## Dataset entries
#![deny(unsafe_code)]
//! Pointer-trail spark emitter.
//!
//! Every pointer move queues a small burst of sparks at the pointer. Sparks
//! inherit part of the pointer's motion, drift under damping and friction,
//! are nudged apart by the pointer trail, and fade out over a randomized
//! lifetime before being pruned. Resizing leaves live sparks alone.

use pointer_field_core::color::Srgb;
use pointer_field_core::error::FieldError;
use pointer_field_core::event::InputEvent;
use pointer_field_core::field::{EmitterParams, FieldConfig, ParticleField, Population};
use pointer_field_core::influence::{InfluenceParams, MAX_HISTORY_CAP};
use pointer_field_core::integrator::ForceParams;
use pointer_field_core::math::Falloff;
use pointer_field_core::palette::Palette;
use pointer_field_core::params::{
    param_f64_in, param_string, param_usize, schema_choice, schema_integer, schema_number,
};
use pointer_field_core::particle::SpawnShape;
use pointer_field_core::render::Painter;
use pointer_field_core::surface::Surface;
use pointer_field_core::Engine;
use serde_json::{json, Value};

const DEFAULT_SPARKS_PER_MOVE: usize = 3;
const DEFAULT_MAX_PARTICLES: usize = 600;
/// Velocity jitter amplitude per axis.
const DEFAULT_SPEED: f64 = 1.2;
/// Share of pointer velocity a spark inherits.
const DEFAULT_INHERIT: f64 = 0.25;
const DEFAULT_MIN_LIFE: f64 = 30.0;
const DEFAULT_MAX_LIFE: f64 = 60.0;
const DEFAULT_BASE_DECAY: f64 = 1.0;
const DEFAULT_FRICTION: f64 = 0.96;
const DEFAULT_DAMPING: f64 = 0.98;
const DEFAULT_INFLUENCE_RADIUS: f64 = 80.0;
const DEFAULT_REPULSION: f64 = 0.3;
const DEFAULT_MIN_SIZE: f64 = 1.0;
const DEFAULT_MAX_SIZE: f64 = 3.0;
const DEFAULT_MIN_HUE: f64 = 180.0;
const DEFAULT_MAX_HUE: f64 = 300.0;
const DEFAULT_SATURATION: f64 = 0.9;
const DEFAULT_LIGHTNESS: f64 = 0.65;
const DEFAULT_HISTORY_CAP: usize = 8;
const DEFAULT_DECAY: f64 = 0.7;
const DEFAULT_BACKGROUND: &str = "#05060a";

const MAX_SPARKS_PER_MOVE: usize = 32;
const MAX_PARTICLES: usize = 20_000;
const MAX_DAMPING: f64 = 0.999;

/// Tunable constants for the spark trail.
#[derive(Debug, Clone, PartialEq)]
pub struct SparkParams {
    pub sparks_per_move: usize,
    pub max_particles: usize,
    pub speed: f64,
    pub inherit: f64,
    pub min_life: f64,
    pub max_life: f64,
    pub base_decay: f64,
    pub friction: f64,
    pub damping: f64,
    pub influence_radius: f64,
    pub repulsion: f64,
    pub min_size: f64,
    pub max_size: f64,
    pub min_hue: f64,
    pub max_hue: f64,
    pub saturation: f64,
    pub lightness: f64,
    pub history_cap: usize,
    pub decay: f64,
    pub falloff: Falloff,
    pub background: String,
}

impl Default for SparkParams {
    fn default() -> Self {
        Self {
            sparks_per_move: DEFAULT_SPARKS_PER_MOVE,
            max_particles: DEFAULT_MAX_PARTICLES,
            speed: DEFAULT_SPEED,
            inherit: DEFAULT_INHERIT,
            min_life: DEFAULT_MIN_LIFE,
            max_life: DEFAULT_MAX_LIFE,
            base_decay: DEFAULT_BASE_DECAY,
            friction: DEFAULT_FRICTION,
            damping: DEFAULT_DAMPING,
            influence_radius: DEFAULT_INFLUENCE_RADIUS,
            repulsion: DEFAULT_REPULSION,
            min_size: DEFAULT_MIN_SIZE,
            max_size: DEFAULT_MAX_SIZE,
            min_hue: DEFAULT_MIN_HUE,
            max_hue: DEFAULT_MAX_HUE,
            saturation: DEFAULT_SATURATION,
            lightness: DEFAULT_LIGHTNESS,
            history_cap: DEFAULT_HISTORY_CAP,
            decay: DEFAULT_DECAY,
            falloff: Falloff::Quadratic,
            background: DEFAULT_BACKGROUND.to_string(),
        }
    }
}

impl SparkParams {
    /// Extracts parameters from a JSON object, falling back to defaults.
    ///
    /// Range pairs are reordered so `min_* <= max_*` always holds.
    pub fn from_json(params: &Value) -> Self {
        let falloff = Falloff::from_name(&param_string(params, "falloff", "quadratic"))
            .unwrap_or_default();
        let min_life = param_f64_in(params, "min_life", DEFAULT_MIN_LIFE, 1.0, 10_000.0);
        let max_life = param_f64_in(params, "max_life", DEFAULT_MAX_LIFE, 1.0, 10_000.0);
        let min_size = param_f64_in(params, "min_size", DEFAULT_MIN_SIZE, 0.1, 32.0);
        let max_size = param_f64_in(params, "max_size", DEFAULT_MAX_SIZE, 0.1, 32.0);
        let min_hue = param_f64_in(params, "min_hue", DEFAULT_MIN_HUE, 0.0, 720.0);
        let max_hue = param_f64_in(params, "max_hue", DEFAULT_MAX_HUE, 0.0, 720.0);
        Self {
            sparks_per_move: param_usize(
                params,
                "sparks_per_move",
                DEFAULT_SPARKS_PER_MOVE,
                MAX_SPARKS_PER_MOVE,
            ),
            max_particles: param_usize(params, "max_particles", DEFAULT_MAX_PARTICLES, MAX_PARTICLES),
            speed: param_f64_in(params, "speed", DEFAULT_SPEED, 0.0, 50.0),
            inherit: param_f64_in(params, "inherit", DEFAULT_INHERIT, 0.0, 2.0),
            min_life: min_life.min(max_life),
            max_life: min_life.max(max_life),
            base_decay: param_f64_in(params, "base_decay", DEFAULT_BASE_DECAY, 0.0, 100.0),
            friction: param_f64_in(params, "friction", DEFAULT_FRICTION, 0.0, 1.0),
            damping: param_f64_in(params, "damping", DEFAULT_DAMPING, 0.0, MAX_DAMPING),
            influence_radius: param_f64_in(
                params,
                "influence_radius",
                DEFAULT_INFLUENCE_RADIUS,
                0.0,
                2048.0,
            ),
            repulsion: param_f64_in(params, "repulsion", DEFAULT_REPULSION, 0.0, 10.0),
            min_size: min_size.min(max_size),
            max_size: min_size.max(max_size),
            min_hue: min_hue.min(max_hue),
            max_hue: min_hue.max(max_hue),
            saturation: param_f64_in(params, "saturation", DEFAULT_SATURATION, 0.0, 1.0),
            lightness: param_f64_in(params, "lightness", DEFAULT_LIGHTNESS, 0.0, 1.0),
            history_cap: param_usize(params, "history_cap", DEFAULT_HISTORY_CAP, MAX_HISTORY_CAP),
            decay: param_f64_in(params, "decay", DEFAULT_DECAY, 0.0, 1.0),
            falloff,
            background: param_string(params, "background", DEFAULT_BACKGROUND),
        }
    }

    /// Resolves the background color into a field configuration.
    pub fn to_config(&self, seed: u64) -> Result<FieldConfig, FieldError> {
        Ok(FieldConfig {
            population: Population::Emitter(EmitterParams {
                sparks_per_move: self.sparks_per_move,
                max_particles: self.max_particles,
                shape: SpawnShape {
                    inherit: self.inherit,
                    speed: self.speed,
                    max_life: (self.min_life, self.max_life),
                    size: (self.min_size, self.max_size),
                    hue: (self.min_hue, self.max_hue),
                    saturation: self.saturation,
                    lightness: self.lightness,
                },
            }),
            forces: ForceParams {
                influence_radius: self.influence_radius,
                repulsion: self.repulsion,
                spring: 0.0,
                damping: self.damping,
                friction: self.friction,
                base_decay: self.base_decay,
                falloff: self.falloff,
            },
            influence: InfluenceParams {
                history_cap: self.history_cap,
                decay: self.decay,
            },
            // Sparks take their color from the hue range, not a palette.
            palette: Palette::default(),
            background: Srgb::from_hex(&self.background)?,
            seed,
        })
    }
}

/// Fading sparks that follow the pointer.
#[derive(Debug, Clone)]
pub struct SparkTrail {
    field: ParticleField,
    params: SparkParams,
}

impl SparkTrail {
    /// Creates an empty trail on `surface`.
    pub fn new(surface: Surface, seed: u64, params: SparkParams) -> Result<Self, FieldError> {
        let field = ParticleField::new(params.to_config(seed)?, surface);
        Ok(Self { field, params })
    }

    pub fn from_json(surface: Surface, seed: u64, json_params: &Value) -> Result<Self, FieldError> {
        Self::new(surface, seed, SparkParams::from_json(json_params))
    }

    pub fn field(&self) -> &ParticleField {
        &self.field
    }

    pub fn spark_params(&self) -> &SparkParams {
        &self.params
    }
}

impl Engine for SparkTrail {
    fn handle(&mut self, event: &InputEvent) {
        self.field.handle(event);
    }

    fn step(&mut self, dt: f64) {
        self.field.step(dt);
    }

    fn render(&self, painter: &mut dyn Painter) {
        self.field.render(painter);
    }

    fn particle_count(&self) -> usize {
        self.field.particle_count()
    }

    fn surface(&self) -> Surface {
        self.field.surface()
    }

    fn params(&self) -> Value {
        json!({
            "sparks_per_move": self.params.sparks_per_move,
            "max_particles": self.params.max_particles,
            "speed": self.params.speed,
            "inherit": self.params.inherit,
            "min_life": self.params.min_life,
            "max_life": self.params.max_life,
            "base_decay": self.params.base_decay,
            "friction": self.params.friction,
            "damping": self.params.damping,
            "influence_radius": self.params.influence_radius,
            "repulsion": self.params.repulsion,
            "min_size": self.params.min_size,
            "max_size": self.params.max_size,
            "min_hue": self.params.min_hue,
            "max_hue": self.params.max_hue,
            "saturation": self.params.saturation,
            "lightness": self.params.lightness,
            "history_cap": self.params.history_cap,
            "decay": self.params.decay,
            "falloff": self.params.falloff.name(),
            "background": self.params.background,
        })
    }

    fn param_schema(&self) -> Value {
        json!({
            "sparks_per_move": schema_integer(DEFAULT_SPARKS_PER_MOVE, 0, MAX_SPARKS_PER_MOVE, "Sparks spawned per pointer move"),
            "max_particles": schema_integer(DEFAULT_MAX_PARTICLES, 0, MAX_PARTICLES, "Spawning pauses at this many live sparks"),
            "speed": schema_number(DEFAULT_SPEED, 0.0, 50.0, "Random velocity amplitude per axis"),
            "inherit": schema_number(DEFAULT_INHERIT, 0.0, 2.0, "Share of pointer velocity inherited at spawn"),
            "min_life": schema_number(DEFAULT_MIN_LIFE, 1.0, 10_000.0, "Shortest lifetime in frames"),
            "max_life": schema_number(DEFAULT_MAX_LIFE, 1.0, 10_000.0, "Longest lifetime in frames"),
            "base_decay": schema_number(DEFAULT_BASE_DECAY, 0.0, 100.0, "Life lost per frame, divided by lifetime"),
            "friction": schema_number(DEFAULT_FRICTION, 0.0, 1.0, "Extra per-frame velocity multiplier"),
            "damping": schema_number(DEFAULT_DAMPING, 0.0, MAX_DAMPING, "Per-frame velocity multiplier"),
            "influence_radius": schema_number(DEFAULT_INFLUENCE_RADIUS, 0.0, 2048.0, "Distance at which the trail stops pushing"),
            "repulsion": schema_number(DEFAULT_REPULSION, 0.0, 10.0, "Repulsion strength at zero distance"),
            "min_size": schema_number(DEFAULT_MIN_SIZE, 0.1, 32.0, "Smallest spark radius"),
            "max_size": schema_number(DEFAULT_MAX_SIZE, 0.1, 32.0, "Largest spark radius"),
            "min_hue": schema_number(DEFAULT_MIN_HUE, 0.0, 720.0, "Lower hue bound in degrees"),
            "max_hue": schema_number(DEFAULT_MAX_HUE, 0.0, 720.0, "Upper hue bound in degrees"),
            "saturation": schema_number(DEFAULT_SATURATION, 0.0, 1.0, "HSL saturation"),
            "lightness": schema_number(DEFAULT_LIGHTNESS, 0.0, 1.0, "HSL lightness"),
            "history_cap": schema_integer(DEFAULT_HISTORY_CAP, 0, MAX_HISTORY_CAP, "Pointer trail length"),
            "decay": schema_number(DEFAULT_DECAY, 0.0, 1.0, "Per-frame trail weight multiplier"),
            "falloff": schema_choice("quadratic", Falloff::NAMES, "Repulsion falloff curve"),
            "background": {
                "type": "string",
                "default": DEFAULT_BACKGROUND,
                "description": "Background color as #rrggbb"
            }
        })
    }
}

## Work to be completed
The line with "use pointer_field_core::palette::Palette;" marks the end; reproduce exactly every line from the start of the entries up to it, that line included.

## Solution to this task
#![deny(unsafe_code)]
//! Pointer-trail spark emitter.
//!
//! Every pointer move queues a small burst of sparks at the pointer. Sparks
//! inherit part of the pointer's motion, drift under damping and friction,
//! are nudged apart by the pointer trail, and fade out over a randomized
//! lifetime before being pruned. Resizing leaves live sparks alone.

use pointer_field_core::color::Srgb;
use pointer_field_core::error::FieldError;
use pointer_field_core::event::InputEvent;
use pointer_field_core::field::{EmitterParams, FieldConfig, ParticleField, Population};
use pointer_field_core::influence::{InfluenceParams, MAX_HISTORY_CAP};
use pointer_field_core::integrator::ForceParams;
use pointer_field_core::math::Falloff;
use pointer_field_core::palette::Palette;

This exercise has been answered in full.